Oui, c'est cruel d'exploser de rire. Mais honnêtement, mettez-vous à ma place : le renard allergique au pollen je veux bien mais l'esprit d'un ARBRE ? Le père se rembrunit et attrape son gamin par l'épaule, saluant encore Gekkô avant de se diriger vers la sortie.
"Hep ! Foutez pas le camp si vite ! Je me fiche de vous mais je ne me suis pas opposé à vous donner un coup de main !" Je lui signale entre deux rires que j'étrangle difficilement.
"Je n'ai pas besoin d'une aide telle que la vôtre."
Ça se vexe vite un esprit de la nature. Je lève les yeux au ciel et regarde Gekkô, qui recommence à se gratter les oreilles d'un air las.
"Ca fait longtemps qu'il a son allergie, votre rejeton ?"
"Non, c'est la première fois." Finit par laisser tomber le père, de mauvaise grâce.

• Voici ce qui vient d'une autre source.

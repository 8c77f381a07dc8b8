//! Bidirectional translation between the platform's policy taxonomy and the
//! labeler's label vocabulary, plus classification of inbound event kinds.
//!
//! Tenants may override the table completely: a tenant with at least one
//! mapping row uses exactly its own rows, a tenant with none uses the default
//! table. The two sets are never merged.

use serde::{Deserialize, Serialize};
use std::sync::LazyLock;

/// Which translation direction a mapping participates in.
#[derive(Debug, Clone, Copy, PartialEq, Eq, Hash, Serialize, Deserialize)]
#[serde(rename_all = "SCREAMING_SNAKE_CASE")]
pub enum MappingDirection {
    /// Labeler label → platform policy only.
    Inbound,
    /// Platform policy → labeler label only.
    Outbound,
    /// Both directions.
    Both,
}

impl MappingDirection {
    pub fn as_str(&self) -> &'static str {
        match self {
            Self::Inbound => "INBOUND",
            Self::Outbound => "OUTBOUND",
            Self::Both => "BOTH",
        }
    }

    pub fn parse(s: &str) -> Option<Self> {
        match s {
            "INBOUND" => Some(Self::Inbound),
            "OUTBOUND" => Some(Self::Outbound),
            "BOTH" => Some(Self::Both),
            _ => None,
        }
    }

    fn applies_inbound(&self) -> bool {
        matches!(self, Self::Inbound | Self::Both)
    }

    fn applies_outbound(&self) -> bool {
        matches!(self, Self::Outbound | Self::Both)
    }
}

/// One policy-type ↔ label-value pairing.
#[derive(Debug, Clone, PartialEq, Eq, Serialize, Deserialize)]
#[serde(rename_all = "camelCase")]
pub struct LabelMapping {
    pub policy_type: String,
    pub label_value: String,
    pub direction: MappingDirection,
}

impl LabelMapping {
    pub fn new(
        policy_type: impl Into<String>,
        label_value: impl Into<String>,
        direction: MappingDirection,
    ) -> Self {
        Self {
            policy_type: policy_type.into(),
            label_value: label_value.into(),
            direction,
        }
    }
}

/// Default translation table, used for tenants with no mapping rows.
pub static DEFAULT_MAPPINGS: LazyLock<Vec<LabelMapping>> = LazyLock::new(|| {
    use MappingDirection::{Both, Outbound};
    vec![
        LabelMapping::new("HATE", "hate", Both),
        LabelMapping::new("VIOLENCE", "violence", Both),
        LabelMapping::new("VIOLENCE", "gore", Both),
        LabelMapping::new("SEXUAL_CONTENT", "sexual", Both),
        LabelMapping::new("SEXUAL_CONTENT", "porn", Both),
        LabelMapping::new("SEXUAL_CONTENT", "nudity", Both),
        LabelMapping::new("SPAM", "spam", Both),
        LabelMapping::new("HARASSMENT", "harassment", Both),
        LabelMapping::new("SELF_HARM_AND_SUICIDE", "self-harm", Both),
        LabelMapping::new("TERRORISM", "terrorism", Both),
        LabelMapping::new("SEXUAL_EXPLOITATION", "csam", Both),
        LabelMapping::new("SEXUAL_EXPLOITATION", "!hide", Outbound),
    ]
});

/// A tenant's effective table: its own rows when it has any, the default
/// table otherwise.
pub fn effective_mappings(tenant_mappings: &[LabelMapping]) -> &[LabelMapping] {
    if tenant_mappings.is_empty() {
        &DEFAULT_MAPPINGS
    } else {
        tenant_mappings
    }
}

/// Translate labeler labels into platform policy types.
///
/// Only `INBOUND`/`BOTH` rows participate. Output order follows the input
/// labels (first mapping hit wins a policy's position); duplicates collapse.
pub fn labels_to_policies(mappings: &[LabelMapping], labels: &[String]) -> Vec<String> {
    let mut policies: Vec<String> = Vec::new();
    for label in labels {
        for mapping in mappings {
            if mapping.direction.applies_inbound()
                && mapping.label_value == *label
                && !policies.contains(&mapping.policy_type)
            {
                policies.push(mapping.policy_type.clone());
            }
        }
    }
    policies
}

/// Translate a platform policy type into labeler labels.
///
/// Only `OUTBOUND`/`BOTH` rows participate; duplicates collapse.
pub fn policy_to_labels(mappings: &[LabelMapping], policy_type: &str) -> Vec<String> {
    let mut labels: Vec<String> = Vec::new();
    for mapping in mappings {
        if mapping.direction.applies_outbound()
            && mapping.policy_type == policy_type
            && !labels.contains(&mapping.label_value)
        {
            labels.push(mapping.label_value.clone());
        }
    }
    labels
}

/// Internal category of an inbound moderation event.
#[derive(Debug, Clone, Copy, PartialEq, Eq, Hash, Serialize, Deserialize)]
#[serde(rename_all = "SCREAMING_SNAKE_CASE")]
pub enum EventCategory {
    Report,
    Takedown,
    Label,
    Comment,
    Escalate,
}

/// Classification rules, tested in order; the first matching substring wins.
const CATEGORY_RULES: [(&str, EventCategory); 5] = [
    ("modEventReport", EventCategory::Report),
    ("modEventTakedown", EventCategory::Takedown),
    ("modEventLabel", EventCategory::Label),
    ("modEventComment", EventCategory::Comment),
    ("modEventEscalate", EventCategory::Escalate),
];

/// Classify an inbound event `$type` string, or `None` if no rule matches.
pub fn classify_event_type(kind: &str) -> Option<EventCategory> {
    CATEGORY_RULES
        .iter()
        .find(|(needle, _)| kind.contains(needle))
        .map(|(_, category)| *category)
}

Je me lève et m'approche du gamin, à qui je fais relever la tête. Les yeux rouges, le nez dégoulinant, sa peau est sèche comme une feuille morte…Ça a l'air un peu plus méchant qu'une bête allergie, même si je ne suis pas expert en défenses immunitaires d'esprits des arbres.
"Bon. On va chez vous…Enfin dans votre plantation…Vous m'avez compris, je pense. Bon courage, Gekkô."
Je lui fais un petit signe de la main, narquois.
"Si j'étais toi, je passerais aux lingettes pour bébé, tu es en train de t'éplucher la truffe, à ce stade tu ressembleras à un pékinois à la fin de la saison. Bye-bye."
***
Le cimetière Yanaka au mois d'Avril est une promenade un peu moins prisée que le parc Ueno mais très appréciée des kami (c'est généralement plus calme, au printemps on trouve en moyenne cinq japonais sur la moindre foutue racine de cerisier en fleur dès qu'il ne pleut plus). Et pour un esprit du cerisier, c'est le coin de Tokyo le plus "huppé", si j'ose dire.
En effet, une légende raconte que sous ces arbres reposent des cadavres, dont ils se nourrissent.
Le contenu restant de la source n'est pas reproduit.